Although Jeremy Corbyn and 47 other Labour rebels voted No, Ivan Lewis, Ed Miliband and a certain Andy Burnham, who the Northern Ireland Labour Party are endorsing as a candidate in the Labour leadership elections, all abstained.

This is all hard to believe.

 Given that mainstream political opinion in Northern Ireland, aside from the handful of attention-seeking mavericks who enjoy going on Nolan and Talkback to trumpet their lack of empathy for the vulnerable, is either opposed to Welfare cuts, or else wants to mitigate them, it would be interesting to know if the Heenan-Anderson process in any way affected Ivan Lewis’s abstentionism. If indeed it did. Which we doubt.

And if his stance is at variance with the soundings he took, why can we not get a final report, or even the submissions, or minutes of relevant meetings?

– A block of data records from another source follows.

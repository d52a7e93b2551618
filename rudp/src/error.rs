//! Endpoint errors

use rudp_io::SocketError;
use rudp_protocol::{ConnectionError, PacketError};
use std::io;
use std::net::SocketAddr;
use thiserror::Error;

/// Errors surfaced by client and server endpoints
#[derive(Error, Debug)]
pub enum RudpError {
    #[error("Configuration error: {0}")]
    Config(String),

    #[error("IO error: {0}")]
    Io(#[from] io::Error),

    #[error("Protocol error: {0}")]
    Protocol(PacketError),

    #[error("Buffer too small: payload is {needed} bytes, buffer holds {available}")]
    Capacity { needed: usize, available: usize },

    #[error("No connection for peer {0}")]
    UnknownPeer(SocketAddr),

    #[error("Connection is closed")]
    Closed,
}

impl RudpError {
    /// Whether the caller can keep using the endpoint after this error
    pub fn is_recoverable(&self) -> bool {
        matches!(
            self,
            RudpError::Protocol(_) | RudpError::Capacity { .. } | RudpError::UnknownPeer(_)
        )
    }

    /// Whether a receive gave up because the read timeout elapsed
    pub fn is_timeout(&self) -> bool {
        matches!(
            self,
            RudpError::Io(e) if matches!(e.kind(), io::ErrorKind::WouldBlock | io::ErrorKind::TimedOut)
        )
    }
}

impl From<PacketError> for RudpError {
    fn from(e: PacketError) -> Self {
        match e {
            PacketError::BufferTooSmall { needed, available } => {
                RudpError::Capacity { needed, available }
            }
            other => RudpError::Protocol(other),
        }
    }
}

impl From<ConnectionError> for RudpError {
    fn from(e: ConnectionError) -> Self {
        match e {
            ConnectionError::Closed => RudpError::Closed,
            ConnectionError::Packet(e) => e.into(),
        }
    }
}

impl From<SocketError> for RudpError {
    fn from(e: SocketError) -> Self {
        match e {
            SocketError::Io(e) => RudpError::Io(e),
        }
    }
}

pub type Result<T> = std::result::Result<T, RudpError>;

It’s never a good idea to ask for peoples’ opinions on policy issues, then not to publish them. Maybe there will be some kind of report, or summary published at some future point and if there is perhaps Lewis and Miliband might have something to say to justify their position on further Welfare cuts. Otherwise they owe an apology to all those who turned up to make contributions to debates, and to panel members who gave up so much of their time, And most of all, perhaps, to Heenan and Anderson themselves, who must be feeling more than a little embarrassed at putting themselves forward in the first place. Unless of course they are the cause of the delay, which again seems  hard to believe.

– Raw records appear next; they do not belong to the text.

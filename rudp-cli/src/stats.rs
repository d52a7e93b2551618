//! Statistics display and formatting

use rudp::ConnectionStats;
use std::io::Write;
use std::net::SocketAddr;
use std::time::Duration;

/// Format bytes in human-readable form
pub fn format_bytes(bytes: u64) -> String {
    const KB: u64 = 1024;
    const MB: u64 = KB * 1024;
    const GB: u64 = MB * 1024;

    if bytes >= GB {
        format!("{:.2} GB", bytes as f64 / GB as f64)
    } else if bytes >= MB {
        format!("{:.2} MB", bytes as f64 / MB as f64)
    } else if bytes >= KB {
        format!("{:.2} KB", bytes as f64 / KB as f64)
    } else {
        format!("{} B", bytes)
    }
}

/// Format duration in human-readable form
pub fn format_duration(duration: Duration) -> String {
    let secs = duration.as_secs();
    let hours = secs / 3600;
    let minutes = (secs % 3600) / 60;
    let seconds = secs % 60;

    if hours > 0 {
        format!("{}h {:02}m {:02}s", hours, minutes, seconds)
    } else if minutes > 0 {
        format!("{}m {:02}s", minutes, seconds)
    } else {
        format!("{}s", seconds)
    }
}

/// Share of reliable sends the peer has confirmed, as a percentage
pub fn confirmation_rate(stats: &ConnectionStats) -> f64 {
    if stats.reliable_sent == 0 {
        return 100.0;
    }
    stats.packets_confirmed as f64 * 100.0 / stats.reliable_sent as f64
}

/// One table row per peer
pub fn format_stats_row(peer: SocketAddr, stats: &ConnectionStats) -> String {
    format!(
        "│ {:21} │ {:>7} │ {:>7} │ {:>9} │ {:>6.1}% │ {:>6} │",
        peer.to_string(),
        stats.packets_sent,
        stats.packets_received,
        stats.packets_retransmitted,
        confirmation_rate(stats),
        stats.protocol_errors,
    )
}

/// Display per-peer statistics as a table
pub fn display_peer_stats(peers: &[(SocketAddr, ConnectionStats)], uptime: Duration) {
    println!("\n┌───────────────────────────────────────────────────────────────────────────┐");
    println!(
        "│ PEERS: {:<4} UPTIME: {:<51}│",
        peers.len(),
        format_duration(uptime)
    );
    println!("├───────────────────────┬─────────┬─────────┬───────────┬─────────┬────────┤");
    println!("│ Peer                  │ Sent    │ Recv    │ Resent    │ Acked   │ Errors │");
    println!("├───────────────────────┼─────────┼─────────┼───────────┼─────────┼────────┤");
    for (peer, stats) in peers {
        println!("{}", format_stats_row(*peer, stats));
    }
    println!("└───────────────────────┴─────────┴─────────┴───────────┴─────────┴────────┘");
}

/// Display compact stats on one line (for continuous updates)
pub fn display_compact_stats(stats: &ConnectionStats, in_flight: usize, elapsed: Duration) {
    print!(
        "\r[{:8}] Sent: {} ({}) | Recv: {} | Resent: {} | Confirmed: {:.1}% | In flight: {}   ",
        format_duration(elapsed),
        stats.packets_sent,
        format_bytes(stats.bytes_sent),
        stats.packets_received,
        stats.packets_retransmitted,
        confirmation_rate(stats),
        in_flight,
    );

    let _ = std::io::stdout().flush();
}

Which leads us finally to the plight of the Labour Party in Northern Ireland whose members back Burnham, who abstained on Welfare cuts.

Jeremy Corbyn who opposes the cuts and understands the special circumstances of a post conflict zone is beyond the pale in Northern Ireland.

Why? Just look at the party’s history here of splits over the “national question” which goes back to the inception of the state. Corbyn’s past relationship with the Troops Out Movement and his association with Sinn Fein would not help build support in working class PUL areas.

And in any event he has made it clear that he is not in favour of the Labour Party contesting seats “without consensus”, whatever that means.

So what can we conclude? A lot of people and organisations were delighted when a party which might have been in government came over here to seek opinions. A bizarrely constructed but interesting panel was brought together, views were sought. It all felt exciting, new initiatives seemed to be afoot.

But since the election, even though he claims to have been influenced by Heenan Anderson Lewis abstained on further Welfare cuts placing him to the right of the DUP on welfare issues, and a long way out of touch with mainstream Northern Ireland opinion.

A strange climax to an initiative which was designed to investigate economic deprivation and marginalisation in Northern Ireland.